Using very-long-baseline-interferometry (VLBI), an international team of astronomers has conducted a kinematic study of a jet of the blazar 4C+21.35. The research, presented in a paper published April 5 on the arXiv pre-print repository, sheds more light on the nature of this quasar and its jet.

Blazars are very compact quasars associated with supermassive black holes at the centers of active, giant elliptical galaxies. Based on their optical emission properties, astronomers divide blazars into two classes: flat-spectrum radio quasars (FSRQs) that feature prominent and broad optical emission lines, and BL Lacertae objects (BL Lacs), which do not.

In general, blazars belong to a larger group of active galaxies that host active galactic nuclei (AGN), and their characteristic features are relativistic jets pointed almost exactly toward the Earth. However, the detailed mechanisms of ejection and collimation of jets are still poorly understood, and more studies of this phenomenon are required to improve our knowledge on the subject.

At a redshift of 0.433, the blazar 4C+21.35, also known as PKS 1222+216, is a nearby very-high-energy (VHE) flat-spectrum radio quasar. Previous studies have revealed that the object exhibits super-luminal apparent jet motions with apparent speeds ranging from three to 25 times greater than the speed of light (c) at milliarcsecond scales. Observations of this source also detected three gamma-ray flares—two occured in 2010 and one in 2014.

A group of astronomers led by Taeseok Lee of Seoul National University, South Korea, decided to observe 4C+21.35 using the Korean VLBI Network (KVN) and VLBI Exploration of Radio Astrometry (VERA) array (KaVA). The aim of this observational campaign was to characterize in detail the kinematics of the blazar and to investigate the connection between kinematics and gamma-ray activity in this object.

"Since 4C+21.35 shows ongoing vigorous γ-ray activity and blazars are famous for their fast variability, persistent and frequent monitoring of the source structure is essential. We therefore studied the kinematics of the jet of 4C+21.3 with bi-weekly radio interferometric mapping observations, providing an unprecedented density of data," the astronomers wrote in the paper.
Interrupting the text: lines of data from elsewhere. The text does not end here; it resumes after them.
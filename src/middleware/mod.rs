//! Middleware pipeline: composable logic wrapped around endpoint handlers.
//!
//! Every matched route runs behind an ordered chain of middleware: the host-wide stack
//! first, then whatever the enclosing groups and the route itself added. Each layer
//! receives the [`Context`] and a [`Next`] cursor and may pass the request on,
//! short-circuit with its own [`Response`], or decorate the downstream response.
//!
//! ## Core types
//!
//! - [`Middleware`]: trait implemented by all middleware.
//! - [`Next`]: cursor into the remaining chain; [`Next::run`] advances it.
//! - [`MiddlewareHandler`]: type-erased, cheaply-cloneable middleware function.
//! - [`from_middleware`]: turns a [`Middleware`] into a [`MiddlewareHandler`].
//! - [`Recovery`]: converts handler panics into `500` responses.
//! - [`StaticFiles`]: answers unmatched `GET` requests from a folder on disk.

use std::{future::Future, pin::Pin, sync::Arc};

use crate::{Response, context::Context, host::Handler};

mod recovery;
mod static_files;

pub use recovery::{Recovery, RecoveryCollector};
pub use static_files::StaticFiles;

/// A type-erased, reference-counted middleware function.
///
/// ```
/// use std::{future::Future, pin::Pin, sync::Arc};
/// use waypath::{Context, Response, middleware::{MiddlewareHandler, Next}};
///
/// let handler: MiddlewareHandler = Arc::new(
///     |ctx: Context, next: Next| -> Pin<Box<dyn Future<Output = Response> + Send>> {
///         Box::pin(async move { next.run(ctx).await })
///     },
/// );
/// ```
pub type MiddlewareHandler = Arc<
    dyn Fn(Context, Next) -> Pin<Box<dyn Future<Output = Response> + Send>> + Send + Sync + 'static,
>;

/// Converts a [`Middleware`] implementation into a [`MiddlewareHandler`].
pub fn from_middleware<M>(middleware: M) -> MiddlewareHandler
where
    M: Middleware + 'static,
{
    let middleware = Arc::new(middleware);
    Arc::new(move |ctx: Context, next: Next| middleware.handle(ctx, next))
}

/// A cursor into the remaining middleware chain for a single request.
///
/// Once every middleware has run, [`run`](Self::run) invokes the endpoint the chain
/// was built around. `Next` is consumed by `run`, so a layer can forward at most once.
pub struct Next {
    chain: Arc<[MiddlewareHandler]>,
    index: usize,
    endpoint: Handler,
}

impl Next {
    /// Positions a cursor at the start of `chain`, ending in `endpoint`.
    pub fn new(chain: Arc<[MiddlewareHandler]>, endpoint: Handler) -> Self {
        Self {
            chain,
            index: 0,
            endpoint,
        }
    }

    /// Invokes the next middleware, or the endpoint once the chain is exhausted.
    pub async fn run(mut self, ctx: Context) -> Response {
        let middleware = self.chain.get(self.index).cloned();
        match middleware {
            Some(middleware) => {
                self.index += 1;
                middleware(ctx, self).await
            }
            None => (self.endpoint)(ctx).await,
        }
    }
}

/// The core trait for all middleware.
///
/// Implementors may:
///
/// - **Pass through**: `next.run(ctx).await` unchanged.
/// - **Short-circuit**: return a [`Response`] without calling `next`.
/// - **Decorate**: call `next`, then adjust the response before returning it.
///
/// Middleware is shared across tasks, so it must be `Send + Sync` and return a `Send`
/// future.
pub trait Middleware: Send + Sync {
    /// Handles the request, optionally delegating to the rest of the chain.
    fn handle(&self, ctx: Context, next: Next) -> Pin<Box<dyn Future<Output = Response> + Send>>;
}

#[cfg(test)]
mod tests {
    use super::*;
    use crate::host::handler;
    use crate::{Method, Request, StatusCode};

    struct Tag(&'static str);

    impl Middleware for Tag {
        fn handle(
            &self,
            ctx: Context,
            next: Next,
        ) -> Pin<Box<dyn Future<Output = Response> + Send>> {
            let tag = self.0;
            Box::pin(async move {
                let mut response = next.run(ctx).await;
                response.add_header("X-Layer", tag);
                response
            })
        }
    }

    struct Deny;

    impl Middleware for Deny {
        fn handle(
            &self,
            _ctx: Context,
            _next: Next,
        ) -> Pin<Box<dyn Future<Output = Response> + Send>> {
            Box::pin(async { Response::new(StatusCode::BadRequest) })
        }
    }

    fn endpoint() -> Handler {
        handler(|ctx: Context| async move {
            Response::new(StatusCode::Ok).body(ctx.args().join(","))
        })
    }

    fn ctx() -> Context {
        Context::with_args(Request::new(Method::Get, "/"), vec!["a".into(), "b".into()])
    }

    #[tokio::test]
    async fn empty_chain_runs_endpoint() {
        let response = Next::new(Arc::from(Vec::new()), endpoint()).run(ctx()).await;
        assert_eq!(response.status(), StatusCode::Ok);
        assert_eq!(response.payload(), b"a,b");
    }

    #[tokio::test]
    async fn layers_unwind_inside_out() {
        let chain: Vec<MiddlewareHandler> =
            vec![from_middleware(Tag("outer")), from_middleware(Tag("inner"))];
        let response = Next::new(Arc::from(chain), endpoint()).run(ctx()).await;

        let layers: Vec<_> = response
            .headers()
            .iter()
            .filter(|(name, _)| *name == "X-Layer")
            .map(|(_, value)| value)
            .collect();
        assert_eq!(layers, ["inner", "outer"]);
    }

    #[tokio::test]
    async fn short_circuit_skips_endpoint() {
        let chain: Vec<MiddlewareHandler> = vec![from_middleware(Deny), from_middleware(Tag("x"))];
        let response = Next::new(Arc::from(chain), endpoint()).run(ctx()).await;
        assert_eq!(response.status(), StatusCode::BadRequest);
        assert!(response.headers().is_empty());
    }
}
KaVA observations between mid-2014 and mid-2016 have revealed that at 22 GHz, 4C+21.35 has a compact straight jet, uncovering three components in the inner jet and two in the blob. All the jet components show linear outward motion—the further from the core, the faster they move, with apparent speeds reaching 14.4 c.

The researchers found a connection between the innermost component that became visible in early 2016 and the gamma-ray flare spotted in November 2014. They report that the timing of the ejection of the new component is consistent with this flare.

"Extrapolating the position of the newly emerged component (component C in Figure1) back to zero distance from the core suggests an ejection in 2014.5 ± 3.4, assuming a constant component speed, consistent with the peak time of the mid-November 2014 γ-ray flare," the paper reads.

Furthermore, KaVA observations at 43 GHz detected four inner jet components with apparent speeds from 3.5 to 6.8 c. However, when compared to the results from previous studies, the newly calculated apparent speeds turned out to be about 50 percent lower.

According to the authors of the paper, this "loss of speed" could be a consequence of the fact that an AGN jet is not a group of discrete, point-like sources, but a complex continuous distribution of matter. They added that the discrepancy in the result could be also due temporal undersampling, which often leads to misidentification of components or overestimation of apparent jet speeds.

All in all, the study highlights the importance of high cadence observations in order to avoid misunderstanding the jet kinematics.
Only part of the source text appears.